## THE DATA:

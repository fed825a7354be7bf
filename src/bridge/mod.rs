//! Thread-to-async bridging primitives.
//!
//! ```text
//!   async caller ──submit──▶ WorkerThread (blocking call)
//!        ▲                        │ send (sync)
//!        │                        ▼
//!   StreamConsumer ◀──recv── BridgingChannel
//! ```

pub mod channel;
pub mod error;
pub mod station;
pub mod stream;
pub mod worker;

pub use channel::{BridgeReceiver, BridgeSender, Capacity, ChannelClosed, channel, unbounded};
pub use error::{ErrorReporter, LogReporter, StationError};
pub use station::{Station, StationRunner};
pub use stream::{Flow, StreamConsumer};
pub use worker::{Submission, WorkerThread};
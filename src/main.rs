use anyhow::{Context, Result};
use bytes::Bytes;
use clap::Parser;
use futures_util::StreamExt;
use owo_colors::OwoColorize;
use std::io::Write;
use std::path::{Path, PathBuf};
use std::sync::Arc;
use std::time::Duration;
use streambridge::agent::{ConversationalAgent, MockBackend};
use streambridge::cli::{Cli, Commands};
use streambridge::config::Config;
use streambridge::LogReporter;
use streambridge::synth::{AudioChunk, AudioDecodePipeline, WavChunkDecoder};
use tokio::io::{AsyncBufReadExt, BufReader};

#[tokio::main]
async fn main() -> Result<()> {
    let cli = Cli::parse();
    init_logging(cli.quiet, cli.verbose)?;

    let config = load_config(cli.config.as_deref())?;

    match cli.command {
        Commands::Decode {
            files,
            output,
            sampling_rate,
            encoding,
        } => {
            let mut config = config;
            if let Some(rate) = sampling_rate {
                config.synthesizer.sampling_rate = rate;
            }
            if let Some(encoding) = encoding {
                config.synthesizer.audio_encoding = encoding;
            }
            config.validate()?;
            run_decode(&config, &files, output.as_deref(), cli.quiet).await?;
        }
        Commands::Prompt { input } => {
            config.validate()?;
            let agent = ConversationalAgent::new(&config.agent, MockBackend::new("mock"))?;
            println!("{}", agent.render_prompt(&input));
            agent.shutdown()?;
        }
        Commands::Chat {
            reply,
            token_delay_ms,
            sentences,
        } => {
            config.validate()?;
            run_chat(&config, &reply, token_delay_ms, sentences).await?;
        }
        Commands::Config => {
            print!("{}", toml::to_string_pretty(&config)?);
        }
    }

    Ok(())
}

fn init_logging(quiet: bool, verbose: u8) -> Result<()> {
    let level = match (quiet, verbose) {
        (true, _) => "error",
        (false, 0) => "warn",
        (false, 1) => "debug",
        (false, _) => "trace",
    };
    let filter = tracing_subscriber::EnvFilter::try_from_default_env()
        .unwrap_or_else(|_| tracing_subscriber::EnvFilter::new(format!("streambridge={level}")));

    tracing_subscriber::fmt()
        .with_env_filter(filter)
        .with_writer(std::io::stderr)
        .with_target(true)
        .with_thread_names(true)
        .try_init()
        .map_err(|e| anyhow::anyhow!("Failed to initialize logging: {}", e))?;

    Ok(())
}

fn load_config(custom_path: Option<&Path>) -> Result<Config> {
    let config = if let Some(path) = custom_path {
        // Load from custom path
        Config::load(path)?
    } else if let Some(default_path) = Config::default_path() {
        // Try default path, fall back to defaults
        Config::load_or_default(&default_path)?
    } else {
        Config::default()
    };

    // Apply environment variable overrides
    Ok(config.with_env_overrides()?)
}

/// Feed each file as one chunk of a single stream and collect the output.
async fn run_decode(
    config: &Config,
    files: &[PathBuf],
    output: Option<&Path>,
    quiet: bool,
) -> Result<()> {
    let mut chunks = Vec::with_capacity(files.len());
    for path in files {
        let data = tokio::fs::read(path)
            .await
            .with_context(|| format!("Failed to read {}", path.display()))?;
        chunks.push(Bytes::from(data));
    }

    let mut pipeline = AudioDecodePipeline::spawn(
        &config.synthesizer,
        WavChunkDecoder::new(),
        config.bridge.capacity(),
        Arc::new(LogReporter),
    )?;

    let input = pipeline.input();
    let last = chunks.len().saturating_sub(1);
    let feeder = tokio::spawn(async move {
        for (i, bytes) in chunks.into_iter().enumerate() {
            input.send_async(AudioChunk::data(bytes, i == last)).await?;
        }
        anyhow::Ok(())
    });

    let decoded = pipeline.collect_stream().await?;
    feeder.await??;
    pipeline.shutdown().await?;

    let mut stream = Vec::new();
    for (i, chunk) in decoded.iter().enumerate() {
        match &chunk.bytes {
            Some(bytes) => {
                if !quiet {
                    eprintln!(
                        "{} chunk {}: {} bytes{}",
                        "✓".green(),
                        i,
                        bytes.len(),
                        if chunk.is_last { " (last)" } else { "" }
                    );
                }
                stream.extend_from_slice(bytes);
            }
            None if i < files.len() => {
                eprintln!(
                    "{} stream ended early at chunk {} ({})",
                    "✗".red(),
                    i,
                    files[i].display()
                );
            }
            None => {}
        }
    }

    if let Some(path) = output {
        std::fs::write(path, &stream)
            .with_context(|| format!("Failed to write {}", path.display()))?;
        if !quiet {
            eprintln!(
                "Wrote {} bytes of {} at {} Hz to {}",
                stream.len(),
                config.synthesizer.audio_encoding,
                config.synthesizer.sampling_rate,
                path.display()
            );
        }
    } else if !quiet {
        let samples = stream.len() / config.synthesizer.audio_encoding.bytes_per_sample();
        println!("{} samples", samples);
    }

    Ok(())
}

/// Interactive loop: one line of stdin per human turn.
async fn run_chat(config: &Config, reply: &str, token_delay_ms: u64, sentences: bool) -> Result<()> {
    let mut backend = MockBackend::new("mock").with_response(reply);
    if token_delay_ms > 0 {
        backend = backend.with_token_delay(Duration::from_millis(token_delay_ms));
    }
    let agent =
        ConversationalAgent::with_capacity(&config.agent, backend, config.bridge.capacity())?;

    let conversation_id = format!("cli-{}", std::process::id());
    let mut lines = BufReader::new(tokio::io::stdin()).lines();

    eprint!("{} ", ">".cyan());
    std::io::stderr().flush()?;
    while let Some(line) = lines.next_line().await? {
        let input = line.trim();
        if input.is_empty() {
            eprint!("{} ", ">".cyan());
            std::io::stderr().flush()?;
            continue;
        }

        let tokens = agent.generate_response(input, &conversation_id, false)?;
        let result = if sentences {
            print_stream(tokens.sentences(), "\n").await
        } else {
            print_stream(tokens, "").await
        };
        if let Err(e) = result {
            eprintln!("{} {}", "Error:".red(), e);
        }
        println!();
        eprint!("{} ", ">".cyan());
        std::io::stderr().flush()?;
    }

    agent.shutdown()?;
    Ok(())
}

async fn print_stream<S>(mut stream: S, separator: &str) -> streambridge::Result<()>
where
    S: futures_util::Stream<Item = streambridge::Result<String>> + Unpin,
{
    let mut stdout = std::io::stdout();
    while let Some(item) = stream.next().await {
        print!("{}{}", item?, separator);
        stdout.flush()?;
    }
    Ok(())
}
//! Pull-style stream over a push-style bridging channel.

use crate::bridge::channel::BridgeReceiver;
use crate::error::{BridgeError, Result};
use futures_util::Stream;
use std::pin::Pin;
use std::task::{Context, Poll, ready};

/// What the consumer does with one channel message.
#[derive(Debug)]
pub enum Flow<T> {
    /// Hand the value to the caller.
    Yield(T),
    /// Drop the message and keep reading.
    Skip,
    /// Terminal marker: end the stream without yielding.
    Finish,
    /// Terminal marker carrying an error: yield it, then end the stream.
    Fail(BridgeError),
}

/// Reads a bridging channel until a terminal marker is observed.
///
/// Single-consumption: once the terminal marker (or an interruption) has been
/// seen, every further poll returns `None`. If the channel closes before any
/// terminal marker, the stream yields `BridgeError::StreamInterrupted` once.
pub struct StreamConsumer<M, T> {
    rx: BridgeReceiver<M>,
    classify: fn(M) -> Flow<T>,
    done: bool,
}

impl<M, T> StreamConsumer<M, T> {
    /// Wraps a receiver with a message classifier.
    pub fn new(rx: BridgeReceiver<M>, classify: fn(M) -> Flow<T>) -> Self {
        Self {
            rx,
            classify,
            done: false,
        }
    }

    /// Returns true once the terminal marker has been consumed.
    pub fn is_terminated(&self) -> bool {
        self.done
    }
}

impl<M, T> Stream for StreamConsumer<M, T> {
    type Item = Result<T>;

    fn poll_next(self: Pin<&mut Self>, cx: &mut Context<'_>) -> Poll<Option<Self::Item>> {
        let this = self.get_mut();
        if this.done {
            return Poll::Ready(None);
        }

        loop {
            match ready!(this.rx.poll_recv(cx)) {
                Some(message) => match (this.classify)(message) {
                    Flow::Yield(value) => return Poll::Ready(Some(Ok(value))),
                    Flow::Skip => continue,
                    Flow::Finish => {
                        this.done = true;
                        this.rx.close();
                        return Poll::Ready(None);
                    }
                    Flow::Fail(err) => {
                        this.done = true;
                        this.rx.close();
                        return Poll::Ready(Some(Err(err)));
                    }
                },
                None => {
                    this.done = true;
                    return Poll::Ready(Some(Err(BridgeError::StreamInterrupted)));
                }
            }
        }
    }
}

## WORK REQUEST:
Pull every line containing the word "chunks" out of the listing.

## WRITTEN RESPONSE:
    let mut chunks = Vec::with_capacity(files.len());
        chunks.push(Bytes::from(data));
    let last = chunks.len().saturating_sub(1);
        for (i, bytes) in chunks.into_iter().enumerate() {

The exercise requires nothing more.